Rosa Campbell Praed (; 26 March 1851 – 10 April 1935), often credited as Mrs. Campbell Praed (and also known as Rosa Caroline Praed), was an Australian novelist in the 19th and early 20th centuries. Her large bibliography covered multiple genres, and books for children as well as adults. She has been described as the first Australian novelist to achieve a significant international reputation.

Early life

Rosa Murray-Prior was born on 26 March 1851 in Bromelton in the Moreton Bay area of Queensland, Australia. She was the third child of Thomas Murray-Prior (1819–1892) and Matilda Harpur. Her father was born in England and went to Sydney in May 1839. He afterwards took up grazing country in Queensland and became a member of the then colony's Legislative Council. He was postmaster-general in the second Robert Herbert ministry in 1866, in the Robert Ramsay Mackenzie ministry, 1867-8, and the Arthur Hunter Palmer ministry, 1870-4, and was elected chairman of committees in the council in July 1889. After Matilda's death in 1868, he married Nora C. Barton, aunt of the poet Andrew Barton “Banjo” Paterson.

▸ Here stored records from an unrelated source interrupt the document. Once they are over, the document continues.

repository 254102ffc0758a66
use crate::InferenceError;
use common_types::BoundingBox;
use image::RgbImage;

pub trait FaceEmbedder: Send {
    /// Length of every vector returned by [`FaceEmbedder::embed`].
    fn dimension(&self) -> usize;

    /// Computes the identity embedding of the face inside `bbox` of the full `image`.
    fn embed(&mut self, image: &RgbImage, bbox: &BoundingBox) -> Result<Vec<f32>, InferenceError>;
}

/// Scales a vector to unit length; zero vectors are returned unchanged.
pub fn l2_normalize(mut vector: Vec<f32>) -> Vec<f32> {
    let norm = vector.iter().map(|v| v * v).sum::<f32>().sqrt();
    if norm > f32::EPSILON {
        for v in &mut vector {
            *v /= norm;
        }
    }
    vector
}
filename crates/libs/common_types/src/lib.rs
#![allow(
    clippy::missing_errors_doc,
    clippy::missing_panics_doc,
    clippy::struct_excessive_bools
)]
mod face;
mod job_outcome;
mod media;
mod object;
mod record_id;
mod worker_payload;

pub use face::*;
pub use job_outcome::*;
pub use media::*;
pub use object::*;
pub use record_id::*;
pub use worker_payload::*;
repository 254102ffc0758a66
pub mod handlers;
pub mod router;
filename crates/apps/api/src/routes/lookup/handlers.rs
use crate::api_state::ApiContext;
use axum::Json;
use axum::extract::{Multipart, State};
use common_services::api::lookup::error::LookupError;
use common_services::api::lookup::interfaces::LookupResponse;
use common_services::api::lookup::service::{LookupLimits, lookup_faces};
use tracing::instrument;

/// Finds indexed faces that resemble the faces in an uploaded image.
///
/// Expects a multipart body with the image in the `file` field.
///
/// # Errors
///
/// Returns a `LookupError` if no file was sent, it is not an image, or the index
/// cannot be searched.
#[instrument(skip(context, multipart), err(Debug))]
pub async fn lookup_face(
    State(context): State<ApiContext>,
    mut multipart: Multipart,
) -> Result<Json<LookupResponse>, LookupError> {
    let image_bytes = read_file_field(&mut multipart).await?;
    let response = lookup_faces(
        &context.engine,
        context.index.as_ref(),
        context.store.as_ref(),
        image_bytes,
        LookupLimits {
            limit: context.settings.vector_index.search_limit,
            score_threshold: context.settings.vector_index.score_threshold,
        },
    )
    .await?;
    Ok(Json(response))
}

async fn read_file_field(multipart: &mut Multipart) -> Result<Vec<u8>, LookupError> {
    while let Some(field) = multipart.next_field().await? {
        if field.name() == Some("file") {
            return Ok(field.bytes().await?.to_vec());
        }
    }
    Err(LookupError::MissingFile)
}
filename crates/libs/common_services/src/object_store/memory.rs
use crate::object_store::{ObjectHead, ObjectStore, ObjectStoreError};
use async_trait::async_trait;
use common_types::{ObjectMetadata, ObjectRef};
use std::collections::{BTreeMap, HashSet};
use std::path::Path;
use tokio::sync::RwLock;

#[derive(Debug, Clone)]
struct StoredObject {
    bytes: Vec<u8>,
    metadata: ObjectMetadata,
}

/// Process-local store used by tests and dry runs.
#[derive(Debug, Default)]
pub struct InMemoryObjectStore {
    objects: RwLock<BTreeMap<(String, String), StoredObject>>,
    buckets: RwLock<HashSet<String>>,
}

impl InMemoryObjectStore {
    #[must_use]
    pub fn new() -> Self {
        Self::default()
    }

    pub async fn insert(&self, object: &ObjectRef, bytes: Vec<u8>, metadata: ObjectMetadata) {
        self.buckets.write().await.insert(object.bucket.clone());
        self.objects.write().await.insert(
            (object.bucket.clone(), object.key.clone()),
            StoredObject { bytes, metadata },
        );
    }

    pub async fn remove(&self, object: &ObjectRef) -> bool {
        self.objects
            .write()
            .await
            .remove(&(object.bucket.clone(), object.key.clone()))
            .is_some()
    }

    pub async fn len(&self) -> usize {
        self.objects.read().await.len()
    }

    pub async fn is_empty(&self) -> bool {
        self.objects.read().await.is_empty()
    }

    async fn stored(&self, object: &ObjectRef) -> Option<StoredObject> {
        self.objects
            .read()
            .await
            .get(&(object.bucket.clone(), object.key.clone()))
            .cloned()
    }
}

#[async_trait]
impl ObjectStore for InMemoryObjectStore {
    async fn get(&self, object: &ObjectRef) -> Result<Vec<u8>, ObjectStoreError> {
        self.stored(object)
            .await
            .map(|o| o.bytes)
            .ok_or_else(|| ObjectStoreError::NotFound(object.to_string()))
    }

    async fn download_to(&self, object: &ObjectRef, path: &Path) -> Result<(), ObjectStoreError> {
        let bytes = self.get(object).await?;
        tokio::fs::write(path, bytes).await?;
        Ok(())
    }

    async fn head(&self, object: &ObjectRef) -> Result<Option<ObjectHead>, ObjectStoreError> {
        Ok(self.stored(object).await.map(|o| ObjectHead {
            size: o.bytes.len() as u64,
            metadata: o.metadata,
        }))
    }

    async fn put_file(
        &self,
        object: &ObjectRef,
        path: &Path,
        content_type: &str,
    ) -> Result<(), ObjectStoreError> {
        let bytes = tokio::fs::read(path).await?;
        let metadata = ObjectMetadata {
            content_type: Some(content_type.to_owned()),
            ..ObjectMetadata::default()
        };
        self.insert(object, bytes, metadata).await;
        Ok(())
    }

    async fn delete(&self, object: &ObjectRef) -> Result<(), ObjectStoreError> {
        self.remove(object).await;
        Ok(())
    }

    async fn list_keys(&self, bucket: &str, prefix: &str) -> Result<Vec<String>, ObjectStoreError> {
        Ok(self
            .objects
            .read()
            .await
            .keys()
            .filter(|(b, k)| b == bucket && k.starts_with(prefix))
            .map(|(_, k)| k.clone())
            .collect())
    }

    async fn ensure_bucket(&self, bucket: &str) -> Result<(), ObjectStoreError> {
        self.buckets.write().await.insert(bucket.to_owned());
        Ok(())
    }
}
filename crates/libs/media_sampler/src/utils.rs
use std::ffi::OsString;
use std::path::Path;

pub fn path_to_os_string(path: &Path) -> OsString {
    path.as_os_str().to_os_string()
}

Praed was brought up on stations in the Burnett River district until the age of seven, at which time the family "moved following the massacre by Aborigines of the Fraser family at Hornet Bank station and the retaliatory massacre of Aborigines by whites". They resettled in Brisbane, where Murray-Prior bought a banana plantation in Ormiston.

Rosa had a passion for reading and writing from childhood. She was primarily self-taught; her grandmother taught her to read and her mother encouraged her love of books. Many of her early experiences were used for the political and social life of her early books. Spender writes that the trials and tribulations experienced by her mother not only made her "determine that she would never succumb to the same fate" but that they "resurfaced repeatedly in her subsequent novels".

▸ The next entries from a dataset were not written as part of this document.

use crate::DetectedFace;

/// Greedy non-maximum suppression; output is sorted by descending confidence.
pub fn non_max_suppression(mut faces: Vec<DetectedFace>, iou_threshold: f32) -> Vec<DetectedFace> {
    faces.sort_by(|a, b| b.confidence.total_cmp(&a.confidence));
    let mut kept: Vec<DetectedFace> = Vec::with_capacity(faces.len());
    for face in faces {
        if kept.iter().all(|k| k.bbox.iou(&face.bbox) <= iou_threshold) {
            kept.push(face);
        }
    }
    kept
}

#[cfg(test)]
mod tests {
    use super::*;
    use crate::FaceBox;

    fn face(x1: f32, y1: f32, x2: f32, y2: f32, confidence: f32) -> DetectedFace {
        DetectedFace {
            bbox: FaceBox { x1, y1, x2, y2 },
            landmarks: [[0.0; 2]; 5],
            confidence,
        }
    }

    #[test]
    fn suppresses_overlapping_lower_scores() {
        let faces = vec![
            face(0.0, 0.0, 10.0, 10.0, 0.8),
            face(1.0, 1.0, 11.0, 11.0, 0.95),
            face(50.0, 50.0, 60.0, 60.0, 0.9),
        ];
        let kept = non_max_suppression(faces, 0.4);
        assert_eq!(kept.len(), 2);
        assert!((kept[0].confidence - 0.95).abs() < f32::EPSILON);
        assert!((kept[1].confidence - 0.9).abs() < f32::EPSILON);
    }
}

Her mother died in 1868 and, as the eldest daughter, Praed became the mistress of her father's house and his hostess when he entertained. This gave her access "to the social and political discourse" of the colony, and provided more experiences which she used in her later books, such as Policy and Passion (1881).

On 29 October 1872 she married Arthur Campbell Praed, a nephew of the poet Winthrop Mackworth Praed. She lived with him on his property on Curtis Island, "an existence of terrifying hardship and loneliness". Spender disagrees with the critical commentary on Praed which dismisses her as a middle-class woman writer of Anglo-Australian fiction. She says that "The years which she spent on Curtis Island and which played such a crucial part in determining her values – and her voice – could hardly be described as middle-class, indulgent or privileged". She recreates her life at this time in her novel, An Australian Heroine (1880). It was also during her time on Curtis Island that she turned to spiritualism. She later wrote many novels about psychic phenomena and the supernatural.

Rosa and her husband had two children, Maud, who was deaf, and Bulkley, in Australia, and two more sons, Humphrey and Geoffrey, after their move to England.

Move to England
In 1876, after the failure of the cattle station, the Praeds moved to England where Rosa established herself as a writer. Except for a visit to Australia in 1894–95, England was henceforth her home.

Her marriage was not a successful one and, within a few years of their arrival in England, Praed decided, due to her husband's extramarital affairs, to live a separate life.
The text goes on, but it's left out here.